_Provided records_:

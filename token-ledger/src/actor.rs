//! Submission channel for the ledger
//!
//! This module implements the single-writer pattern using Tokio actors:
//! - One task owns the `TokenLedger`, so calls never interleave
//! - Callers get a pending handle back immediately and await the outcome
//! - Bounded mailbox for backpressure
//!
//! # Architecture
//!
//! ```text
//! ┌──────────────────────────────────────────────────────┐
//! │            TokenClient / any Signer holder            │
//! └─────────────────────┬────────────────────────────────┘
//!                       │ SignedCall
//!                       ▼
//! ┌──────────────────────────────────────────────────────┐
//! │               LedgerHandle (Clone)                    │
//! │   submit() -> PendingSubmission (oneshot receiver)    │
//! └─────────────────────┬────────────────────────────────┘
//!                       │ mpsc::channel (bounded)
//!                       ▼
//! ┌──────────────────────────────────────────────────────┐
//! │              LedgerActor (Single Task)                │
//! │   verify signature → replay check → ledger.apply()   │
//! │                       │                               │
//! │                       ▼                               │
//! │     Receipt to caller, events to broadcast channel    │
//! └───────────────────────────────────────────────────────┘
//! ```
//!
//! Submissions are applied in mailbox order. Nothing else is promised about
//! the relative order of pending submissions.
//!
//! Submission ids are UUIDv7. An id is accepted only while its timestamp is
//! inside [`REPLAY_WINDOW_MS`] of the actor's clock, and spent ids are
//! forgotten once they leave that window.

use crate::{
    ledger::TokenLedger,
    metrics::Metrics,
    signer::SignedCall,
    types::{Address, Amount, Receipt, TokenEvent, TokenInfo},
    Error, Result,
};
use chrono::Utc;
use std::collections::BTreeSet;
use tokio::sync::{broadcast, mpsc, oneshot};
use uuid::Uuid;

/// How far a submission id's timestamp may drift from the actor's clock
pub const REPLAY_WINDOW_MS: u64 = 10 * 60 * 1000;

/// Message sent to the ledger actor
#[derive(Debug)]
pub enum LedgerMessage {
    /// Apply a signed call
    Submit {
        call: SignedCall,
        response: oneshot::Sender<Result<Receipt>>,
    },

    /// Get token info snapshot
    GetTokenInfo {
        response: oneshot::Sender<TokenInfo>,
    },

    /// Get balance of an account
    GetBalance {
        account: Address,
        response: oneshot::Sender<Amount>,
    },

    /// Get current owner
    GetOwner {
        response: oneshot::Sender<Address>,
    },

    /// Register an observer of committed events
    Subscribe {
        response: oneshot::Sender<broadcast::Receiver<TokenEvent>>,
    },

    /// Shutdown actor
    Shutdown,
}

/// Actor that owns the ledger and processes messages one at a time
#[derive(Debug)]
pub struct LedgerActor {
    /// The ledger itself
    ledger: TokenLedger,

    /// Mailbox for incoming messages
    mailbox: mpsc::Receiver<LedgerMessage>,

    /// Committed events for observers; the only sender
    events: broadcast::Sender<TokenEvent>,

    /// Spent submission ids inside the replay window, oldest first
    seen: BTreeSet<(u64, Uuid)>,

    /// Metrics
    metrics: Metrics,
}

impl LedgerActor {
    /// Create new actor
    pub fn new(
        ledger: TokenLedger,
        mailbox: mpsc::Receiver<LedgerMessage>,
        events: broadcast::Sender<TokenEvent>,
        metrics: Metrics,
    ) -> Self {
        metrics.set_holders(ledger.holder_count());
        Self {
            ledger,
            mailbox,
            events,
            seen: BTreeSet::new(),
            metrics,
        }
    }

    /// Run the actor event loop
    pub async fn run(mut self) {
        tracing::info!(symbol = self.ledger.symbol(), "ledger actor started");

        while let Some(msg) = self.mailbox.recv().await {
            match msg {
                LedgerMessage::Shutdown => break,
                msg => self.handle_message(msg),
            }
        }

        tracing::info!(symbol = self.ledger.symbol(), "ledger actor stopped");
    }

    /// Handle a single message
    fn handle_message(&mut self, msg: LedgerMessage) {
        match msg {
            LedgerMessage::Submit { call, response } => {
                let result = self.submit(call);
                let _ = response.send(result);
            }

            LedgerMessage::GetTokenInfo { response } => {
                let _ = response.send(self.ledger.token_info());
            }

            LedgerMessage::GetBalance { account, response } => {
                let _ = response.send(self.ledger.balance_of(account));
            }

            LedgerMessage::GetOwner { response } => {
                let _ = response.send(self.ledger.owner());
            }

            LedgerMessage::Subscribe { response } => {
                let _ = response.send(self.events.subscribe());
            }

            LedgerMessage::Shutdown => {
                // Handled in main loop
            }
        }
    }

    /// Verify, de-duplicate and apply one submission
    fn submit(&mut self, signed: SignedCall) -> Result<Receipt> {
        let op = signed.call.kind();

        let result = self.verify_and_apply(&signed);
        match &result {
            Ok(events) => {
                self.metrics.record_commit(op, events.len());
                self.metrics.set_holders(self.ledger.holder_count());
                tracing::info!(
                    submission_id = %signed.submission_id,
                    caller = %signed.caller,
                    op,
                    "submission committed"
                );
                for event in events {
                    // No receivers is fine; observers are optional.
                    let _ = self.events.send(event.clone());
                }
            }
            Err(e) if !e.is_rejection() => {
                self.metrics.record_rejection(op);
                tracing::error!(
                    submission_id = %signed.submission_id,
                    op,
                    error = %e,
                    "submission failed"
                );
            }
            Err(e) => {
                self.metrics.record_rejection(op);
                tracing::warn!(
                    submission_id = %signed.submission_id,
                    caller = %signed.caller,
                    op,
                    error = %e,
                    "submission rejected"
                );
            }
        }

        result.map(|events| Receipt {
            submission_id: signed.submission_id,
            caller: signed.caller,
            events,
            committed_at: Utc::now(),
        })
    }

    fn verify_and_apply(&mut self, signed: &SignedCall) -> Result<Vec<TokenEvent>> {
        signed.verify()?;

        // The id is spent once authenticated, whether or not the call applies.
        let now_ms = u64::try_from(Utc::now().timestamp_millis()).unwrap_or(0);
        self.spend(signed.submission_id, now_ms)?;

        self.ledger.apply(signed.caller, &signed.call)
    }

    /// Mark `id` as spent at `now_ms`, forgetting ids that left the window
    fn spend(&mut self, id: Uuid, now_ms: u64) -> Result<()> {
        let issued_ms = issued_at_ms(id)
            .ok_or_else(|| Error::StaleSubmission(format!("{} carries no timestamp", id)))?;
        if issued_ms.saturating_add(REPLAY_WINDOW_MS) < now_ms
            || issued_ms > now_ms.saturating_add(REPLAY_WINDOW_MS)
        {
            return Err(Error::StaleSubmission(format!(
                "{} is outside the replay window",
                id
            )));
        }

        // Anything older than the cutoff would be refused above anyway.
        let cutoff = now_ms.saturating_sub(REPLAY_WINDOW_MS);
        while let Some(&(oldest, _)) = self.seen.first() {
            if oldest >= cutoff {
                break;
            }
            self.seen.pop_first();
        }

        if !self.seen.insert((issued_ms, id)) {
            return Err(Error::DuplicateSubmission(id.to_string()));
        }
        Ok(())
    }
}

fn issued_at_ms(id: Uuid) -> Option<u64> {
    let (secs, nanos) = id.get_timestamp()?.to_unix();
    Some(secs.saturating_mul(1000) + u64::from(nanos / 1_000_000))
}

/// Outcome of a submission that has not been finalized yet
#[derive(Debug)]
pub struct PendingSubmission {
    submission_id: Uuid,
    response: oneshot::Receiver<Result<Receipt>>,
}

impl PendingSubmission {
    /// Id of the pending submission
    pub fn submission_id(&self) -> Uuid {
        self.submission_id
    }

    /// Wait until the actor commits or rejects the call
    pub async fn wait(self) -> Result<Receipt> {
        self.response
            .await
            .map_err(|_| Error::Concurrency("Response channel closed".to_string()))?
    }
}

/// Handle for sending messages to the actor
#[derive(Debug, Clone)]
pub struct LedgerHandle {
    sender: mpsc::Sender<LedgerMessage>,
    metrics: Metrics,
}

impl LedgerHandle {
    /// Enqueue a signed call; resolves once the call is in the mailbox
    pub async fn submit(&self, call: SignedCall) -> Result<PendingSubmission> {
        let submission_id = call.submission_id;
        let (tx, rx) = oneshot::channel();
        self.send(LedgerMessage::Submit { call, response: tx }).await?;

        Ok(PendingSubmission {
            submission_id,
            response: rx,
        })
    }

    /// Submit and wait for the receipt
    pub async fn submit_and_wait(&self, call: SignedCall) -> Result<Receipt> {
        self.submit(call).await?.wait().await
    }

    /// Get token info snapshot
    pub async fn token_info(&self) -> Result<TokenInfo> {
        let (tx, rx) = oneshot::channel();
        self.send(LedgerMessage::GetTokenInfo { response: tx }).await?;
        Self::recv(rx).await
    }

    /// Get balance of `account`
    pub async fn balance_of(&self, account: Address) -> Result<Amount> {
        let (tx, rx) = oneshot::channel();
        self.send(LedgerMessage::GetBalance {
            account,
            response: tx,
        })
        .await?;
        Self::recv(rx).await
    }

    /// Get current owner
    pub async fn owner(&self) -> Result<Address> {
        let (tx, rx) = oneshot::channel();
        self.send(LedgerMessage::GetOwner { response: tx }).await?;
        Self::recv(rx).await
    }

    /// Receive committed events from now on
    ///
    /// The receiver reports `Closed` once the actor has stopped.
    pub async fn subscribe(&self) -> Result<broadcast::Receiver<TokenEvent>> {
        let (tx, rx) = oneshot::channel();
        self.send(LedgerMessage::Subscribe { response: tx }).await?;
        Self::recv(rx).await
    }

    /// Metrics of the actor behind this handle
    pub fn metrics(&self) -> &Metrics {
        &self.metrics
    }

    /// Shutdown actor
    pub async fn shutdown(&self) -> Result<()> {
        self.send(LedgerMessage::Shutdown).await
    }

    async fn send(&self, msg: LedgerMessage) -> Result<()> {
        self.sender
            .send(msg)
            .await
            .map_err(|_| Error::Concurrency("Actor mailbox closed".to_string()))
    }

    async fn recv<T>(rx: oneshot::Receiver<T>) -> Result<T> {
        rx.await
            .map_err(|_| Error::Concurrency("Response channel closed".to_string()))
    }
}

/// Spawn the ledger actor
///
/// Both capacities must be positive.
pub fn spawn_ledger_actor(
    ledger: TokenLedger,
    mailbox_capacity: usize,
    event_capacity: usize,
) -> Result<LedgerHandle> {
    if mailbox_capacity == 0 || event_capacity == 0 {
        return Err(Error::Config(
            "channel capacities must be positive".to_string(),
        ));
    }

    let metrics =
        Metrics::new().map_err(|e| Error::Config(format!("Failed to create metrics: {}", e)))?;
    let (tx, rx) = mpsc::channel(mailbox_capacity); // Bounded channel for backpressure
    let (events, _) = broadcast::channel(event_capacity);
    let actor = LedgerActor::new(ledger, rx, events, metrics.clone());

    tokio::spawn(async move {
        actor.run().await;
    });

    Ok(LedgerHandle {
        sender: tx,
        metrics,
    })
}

_Description of the task_: Identify and extract each line of the listing that contains "Concurrency".

_Solved problem_:
            .map_err(|_| Error::Concurrency("Response channel closed".to_string()))?
            .map_err(|_| Error::Concurrency("Actor mailbox closed".to_string()))
            .map_err(|_| Error::Concurrency("Response channel closed".to_string()))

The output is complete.